Modelling and Simulation Concepts

From IFORS Education Resources
Jump to: navigation, search

By: Hans Vangheluwe

At a first glance, it is not easy to characterize modelling and simulation. Certainly, a variety of application domains such as fluid dynamics, energy systems, and logistics management make use of it in one form or another. Depending on the context, modelling and simulation is often seen as a sub-set of Systems Theory, Control Theory, Numerical Analysis, Computer Science, Artificial Intelligence, or Operations Research. Increasingly, modelling and simulation integrates all of the above disciplines. Recently, modelling and simulation has been slated to become the computing paradigm of the future. As a paradigm, it is a way of representing problems and thinking about them, as much as a solution method.
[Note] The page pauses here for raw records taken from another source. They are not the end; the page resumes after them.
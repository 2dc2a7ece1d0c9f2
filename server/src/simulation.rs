//! Authoritative paddle and ball simulation with the win / rematch state machine.
//!
//! The simulation is purely synchronous and owns no I/O. The session feeds it
//! one `TickInput` per tick and acts on the returned `TickOutcome`.

use log::info;
use shared::{
    Intent, Snapshot, BALL_SIZE, BALL_SPEED, BALL_START_X, BALL_START_Y, FIELD_HEIGHT,
    FIELD_WIDTH, LEFT_PADDLE_X, PADDLE_HEIGHT, PADDLE_MAX_Y, PADDLE_MIN_Y, PADDLE_SPEED,
    PADDLE_START_Y, PADDLE_WIDTH, RIGHT_PADDLE_X, WALL_THICKNESS, WIN_SCORE,
};

/// Offset from paddle center is divided by this to get the outgoing vertical speed.
pub const DEFLECTION_DIVISOR: i32 = 4;

#[derive(Debug, Clone, Copy, PartialEq, Eq)]
pub enum Side {
    Left,
    Right,
}

#[derive(Debug, Clone, Copy, PartialEq, Eq)]
pub enum Phase {
    Playing,
    RoundOver,
}

#[derive(Debug, Clone, Copy, PartialEq, Eq)]
pub struct Paddle {
    pub x: i32,
    pub y: i32,
}

impl Paddle {
    fn center_y(&self) -> i32 {
        self.y + PADDLE_HEIGHT / 2
    }

    /// Moves one step in the requested direction unless already at the bound.
    fn apply(&mut self, intent: Intent) {
        match intent {
            Intent::Up if self.y > PADDLE_MIN_Y => {
                self.y = (self.y - PADDLE_SPEED).max(PADDLE_MIN_Y);
            }
            Intent::Down if self.y < PADDLE_MAX_Y => {
                self.y = (self.y + PADDLE_SPEED).min(PADDLE_MAX_Y);
            }
            _ => {}
        }
    }
}

#[derive(Debug, Clone, Copy, PartialEq, Eq)]
pub struct Ball {
    pub x: i32,
    pub y: i32,
    pub vx: i32,
    pub vy: i32,
}

impl Ball {
    /// Centered ball heading horizontally toward `toward`.
    pub fn serve(toward: Side) -> Self {
        let vx = match toward {
            Side::Left => -BALL_SPEED,
            Side::Right => BALL_SPEED,
        };
        Ball {
            x: BALL_START_X,
            y: BALL_START_Y,
            vx,
            vy: 0,
        }
    }

    fn center_y(&self) -> i32 {
        self.y + BALL_SIZE / 2
    }

    fn overlaps(&self, paddle: &Paddle) -> bool {
        self.x < paddle.x + PADDLE_WIDTH
            && paddle.x < self.x + BALL_SIZE
            && self.y < paddle.y + PADDLE_HEIGHT
            && paddle.y < self.y + BALL_SIZE
    }

    /// Sends the ball back away from `from`, angled by where it struck.
    fn deflect(&mut self, paddle: &Paddle, from: Side) {
        self.vx = match from {
            Side::Left => self.vx.abs(),
            Side::Right => -self.vx.abs(),
        };
        self.vy = (self.center_y() - paddle.center_y()) / DEFLECTION_DIVISOR;
    }
}

/// Everything the simulation reads from the controllers on one tick
#[derive(Debug, Clone, Copy, Default)]
pub struct TickInput {
    pub left: Intent,
    pub right: Intent,
    pub left_ready: bool,
    pub right_ready: bool,
}

/// What happened during one tick
#[derive(Debug, Clone, Copy, Default, PartialEq, Eq)]
pub struct TickOutcome {
    /// Side that scored this tick
    pub scored: Option<Side>,
    /// Set only on the tick a round is won
    pub winner: Option<Side>,
    /// Both controllers were ready and a fresh round began
    pub rematch: bool,
}

#[derive(Debug, Clone)]
pub struct Simulation {
    pub tick: u64,
    pub left: Paddle,
    pub right: Paddle,
    pub ball: Ball,
    pub left_score: u32,
    pub right_score: u32,
    pub phase: Phase,
}

impl Default for Simulation {
    fn default() -> Self {
        Self::new()
    }
}

impl Simulation {
    pub fn new() -> Self {
        Self {
            tick: 0,
            left: Paddle {
                x: LEFT_PADDLE_X,
                y: PADDLE_START_Y,
            },
            right: Paddle {
                x: RIGHT_PADDLE_X,
                y: PADDLE_START_Y,
            },
            ball: Ball::serve(Side::Left),
            left_score: 0,
            right_score: 0,
            phase: Phase::Playing,
        }
    }

    /// Advances the simulation by one fixed tick.
    ///
    /// Paddles always follow their intents. The ball only moves while
    /// `Playing`; while `RoundOver` the only way out is both ready flags.
    pub fn step(&mut self, input: TickInput) -> TickOutcome {
        self.tick += 1;
        self.left.apply(input.left);
        self.right.apply(input.right);

        let mut outcome = TickOutcome::default();
        match self.phase {
            Phase::Playing => {
                outcome.scored = self.advance_ball();
                if outcome.scored.is_some() {
                    outcome.winner = self.check_winner();
                }
            }
            Phase::RoundOver => {
                if input.left_ready && input.right_ready {
                    self.start_rematch();
                    outcome.rematch = true;
                }
            }
        }

        outcome
    }

    fn advance_ball(&mut self) -> Option<Side> {
        self.ball.x += self.ball.vx;
        self.ball.y += self.ball.vy;

        if self.ball.x > FIELD_WIDTH {
            self.left_score += 1;
            self.ball = Ball::serve(Side::Right);
            return Some(Side::Left);
        }
        if self.ball.x < 0 {
            self.right_score += 1;
            self.ball = Ball::serve(Side::Left);
            return Some(Side::Right);
        }

        if self.ball.overlaps(&self.left) {
            self.ball.deflect(&self.left, Side::Left);
        } else if self.ball.overlaps(&self.right) {
            self.ball.deflect(&self.right, Side::Right);
        }

        if self.ball.y < WALL_THICKNESS {
            self.ball.vy = self.ball.vy.abs();
        } else if self.ball.y + BALL_SIZE > FIELD_HEIGHT - WALL_THICKNESS {
            self.ball.vy = -self.ball.vy.abs();
        }

        None
    }

    fn check_winner(&mut self) -> Option<Side> {
        let winner = if self.left_score >= WIN_SCORE {
            Side::Left
        } else if self.right_score >= WIN_SCORE {
            Side::Right
        } else {
            return None;
        };

        self.phase = Phase::RoundOver;
        info!(
            "Round over at tick {}: {} - {}",
            self.tick, self.left_score, self.right_score
        );
        Some(winner)
    }

    fn start_rematch(&mut self) {
        self.left_score = 0;
        self.right_score = 0;
        self.left.y = PADDLE_START_Y;
        self.right.y = PADDLE_START_Y;
        self.ball = Ball::serve(Side::Left);
        self.phase = Phase::Playing;
    }

    pub fn snapshot(&self) -> Snapshot {
        Snapshot {
            left_y: self.left.y,
            right_y: self.right.y,
            ball_x: self.ball.x,
            ball_y: self.ball.y,
            left_score: self.left_score,
            right_score: self.right_score,
        }
    }
}
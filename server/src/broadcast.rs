//! Per-tick fan-out of the state line.
//!
//! Runs synchronously at the end of each tick on the simulation task.
//! Controllers are mandatory: the first failed send to one ends the session.
//! Observers are best effort: a failed send removes that observer only.
//! There are no retries and nothing is buffered for slow receivers.

use crate::error::SessionError;
use crate::registry::{ControllerSlot, ObserverRegistry};
use log::warn;
use std::io;
use tokio::io::{AsyncWrite, AsyncWriteExt};
use tokio::sync::Mutex;

/// Writes one complete line and flushes it.
pub async fn send_line<W>(sink: &mut W, line: &[u8]) -> io::Result<()>
where
    W: AsyncWrite + Unpin,
{
    sink.write_all(line).await?;
    sink.flush().await
}

/// Sends `line` to both controllers, then to every observer.
///
/// Returns the number of observers pruned, or the controller failure that
/// ends the session. Observers are not written to once a controller fails.
pub async fn fan_out<W>(
    line: &[u8],
    controllers: &mut [ControllerSlot<W>],
    observers: &Mutex<ObserverRegistry<W>>,
) -> Result<usize, SessionError>
where
    W: AsyncWrite + Unpin,
{
    for controller in controllers.iter_mut() {
        send_line(&mut controller.sink, line)
            .await
            .map_err(|source| SessionError::ControllerSend {
                role: controller.role,
                source,
            })?;
    }

    let mut registry = observers.lock().await;
    let mut failed = Vec::new();
    for observer in registry.iter_mut() {
        if let Err(e) = send_line(&mut observer.sink, line).await {
            warn!(
                "Dropping observer {} ({}): {}",
                observer.id, observer.addr, e
            );
            failed.push(observer.id);
        }
    }

    Ok(registry.remove(&failed))
}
The problems span the analysis and design of complex dynamical systems. In analysis, abstract models are built inductively from observations of a real system. In design, models deductively derived from a priori knowledge are used to build a system, satisfying certain design goals. Often, an iterative combination of analysis and design is needed to solve real problems. Though the focus of modelling and simulation is on the behaviour of dynamical (i.e., time-varying) systems, static systems (such as entity-relationship models and class diagrams, described in the Unified Modelling Language UML [RJB99]) are a limit-case. Both physical (obeying conservation and constraint laws) and non-physical (informational, such as software) systems and their interactions are studied by means of modelling and simulation.